Today’s minor arts, I think, include theater, ballet, opera, symphonic music and literary fiction. These still include small audiences whose members are not also creators, audiences who patronize these arts in part out of an inherited feeling that these are superior to movies or genre fiction.
With the exception of rap, which has a mass audience, poetry has moved from the category of a minor art to a craft. In the course of numerous readings of my own published verse, I gradually came to the conclusion that almost everyone in the audience at a poetry reading is a poet or aspiring poet. My guess is that a majority of people who read poetry also write poetry.

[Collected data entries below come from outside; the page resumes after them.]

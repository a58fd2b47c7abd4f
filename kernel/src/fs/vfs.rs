/*
 * Mount Table
 *
 * The kernel's namespace: a tree of plain directories rooted at "/" and a
 * set of filesystems mounted on some of them. Paths are absolute, with no
 * empty, "." or ".." components and no trailing slash (except "/").
 *
 * A mounted filesystem shadows its mount point: nothing can be created
 * below it through the mount table.
 */

use alloc::borrow::ToOwned;
use alloc::boxed::Box;
use alloc::collections::BTreeMap;
use alloc::string::String;
use alloc::vec::Vec;

use super::{FileMode, FileSystem, FsError, Vfs};
use crate::io::Device;

pub struct MountTable {
    directories: BTreeMap<String, FileMode>,
    mounts: BTreeMap<String, Box<dyn FileSystem>>,
}

impl MountTable {
    /// Namespace holding only the root directory.
    pub fn new() -> Self {
        let mut directories = BTreeMap::new();
        directories.insert("/".to_owned(), FileMode::directory(0o755));
        Self {
            directories,
            mounts: BTreeMap::new(),
        }
    }

    /// Resolve a device path such as `/dev/ttyS0`.
    pub fn open(&self, path: &str) -> Result<&'static dyn Device, FsError> {
        let path = validate(path)?;
        match self.mount_for(path) {
            Some((fs, rest)) if !rest.is_empty() => fs.lookup(rest),
            _ => Err(FsError::NotFound { path: path.to_owned() }),
        }
    }

    /// Names directly below the directory `path`.
    pub fn list(&self, path: &str) -> Result<Vec<String>, FsError> {
        let path = validate(path)?;
        if let Some(fs) = self.mounts.get(path) {
            return Ok(fs.entries().into_iter().map(String::from).collect());
        }
        if !self.directories.contains_key(path) {
            return Err(FsError::NotFound { path: path.to_owned() });
        }
        Ok(self
            .directories
            .keys()
            .filter(|dir| dir.as_str() != "/" && parent(dir) == path)
            .filter_map(|dir| dir.rsplit('/').next())
            .map(String::from)
            .collect())
    }

    /// Mode of directory `path`, if it exists.
    pub fn directory_mode(&self, path: &str) -> Option<FileMode> {
        self.directories.get(path).copied()
    }

    /// `(mount point, filesystem name)` of every mount.
    pub fn mounts(&self) -> impl Iterator<Item = (&str, &str)> {
        self.mounts
            .iter()
            .map(|(point, fs)| (point.as_str(), fs.name()))
    }

    /// Innermost mount containing `path`, with the remainder of the path
    /// relative to it ("" for the mount point itself).
    fn mount_for<'p>(&self, path: &'p str) -> Option<(&dyn FileSystem, &'p str)> {
        self.mounts
            .iter()
            .filter_map(|(point, fs)| {
                let rest = if point == "/" {
                    path.strip_prefix('/')?
                } else {
                    let rest = path.strip_prefix(point.as_str())?;
                    if rest.is_empty() {
                        rest
                    } else {
                        rest.strip_prefix('/')?
                    }
                };
                Some((point.len(), &**fs, rest))
            })
            .max_by_key(|(len, _, _)| *len)
            .map(|(_, fs, rest)| (fs, rest))
    }
}

impl Default for MountTable {
    fn default() -> Self {
        Self::new()
    }
}

impl Vfs for MountTable {
    fn create_directory(&mut self, path: &str, mode: FileMode) -> Result<(), FsError> {
        let path = validate(path)?;
        if self.directories.contains_key(path) {
            return Err(FsError::AlreadyExists { path: path.to_owned() });
        }
        let parent = parent(path);
        if !self.directories.contains_key(parent) {
            return Err(FsError::NotFound { path: parent.to_owned() });
        }
        if self.mount_for(path).is_some() {
            return Err(FsError::Busy { path: parent.to_owned() });
        }
        self.directories
            .insert(path.to_owned(), mode.union(FileMode::DIRECTORY));
        Ok(())
    }

    fn mount(&mut self, path: &str, fs: Box<dyn FileSystem>) -> Result<(), FsError> {
        let path = validate(path)?;
        if !self.directories.contains_key(path) {
            return Err(FsError::NotFound { path: path.to_owned() });
        }
        if self.mounts.contains_key(path) {
            return Err(FsError::Busy { path: path.to_owned() });
        }
        log::debug!("mount {} on {}", fs.name(), path);
        self.mounts.insert(path.to_owned(), fs);
        Ok(())
    }
}

fn validate(path: &str) -> Result<&str, FsError> {
    let invalid = || FsError::InvalidPath { path: path.to_owned() };
    if path == "/" {
        return Ok(path);
    }
    let relative = path.strip_prefix('/').ok_or_else(invalid)?;
    if relative
        .split('/')
        .any(|part| part.is_empty() || part == "." || part == "..")
    {
        return Err(invalid());
    }
    Ok(path)
}

fn parent(path: &str) -> &str {
    match path.rfind('/') {
        Some(0) | None => "/",
        Some(idx) => &path[..idx],
    }
}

Poetry in the twenty-first century is like pottery, woodworking, or the making of carrot carnations. Sophisticated verse was never a major art, and having lost even a small non-practitioner audience, it has lost its status as a minor art. At hobbyist conventions, celebrated practitioners of a craft address an audience made up of other practitioners of the craft, who will then go home and work at the art themselves. Poetry has more residual cultural prestige than carrot carnation making and other hobbies, but that is only because most of the poet-hobbyists are professors with MFAs, while there are no professors of table-setting.
The short story, like poetry, already may have gone from being a minor art to being a craft. When I worked as an editor at Harper’s magazine in the 1990s, many acquaintances would comment on our essays and features, but I never heard anyone mention one of the short stories we published. The short story writers whom we published were almost exclusively MFAs who made a living by teaching short story and novel writing at liberal arts colleges. I may be mistaken, but I suspect that the same group that writes short stories today makes up the majority of those who read the short stories that are still published out of a sense of cultural responsibility in magazines like The New Yorker and Harper’s.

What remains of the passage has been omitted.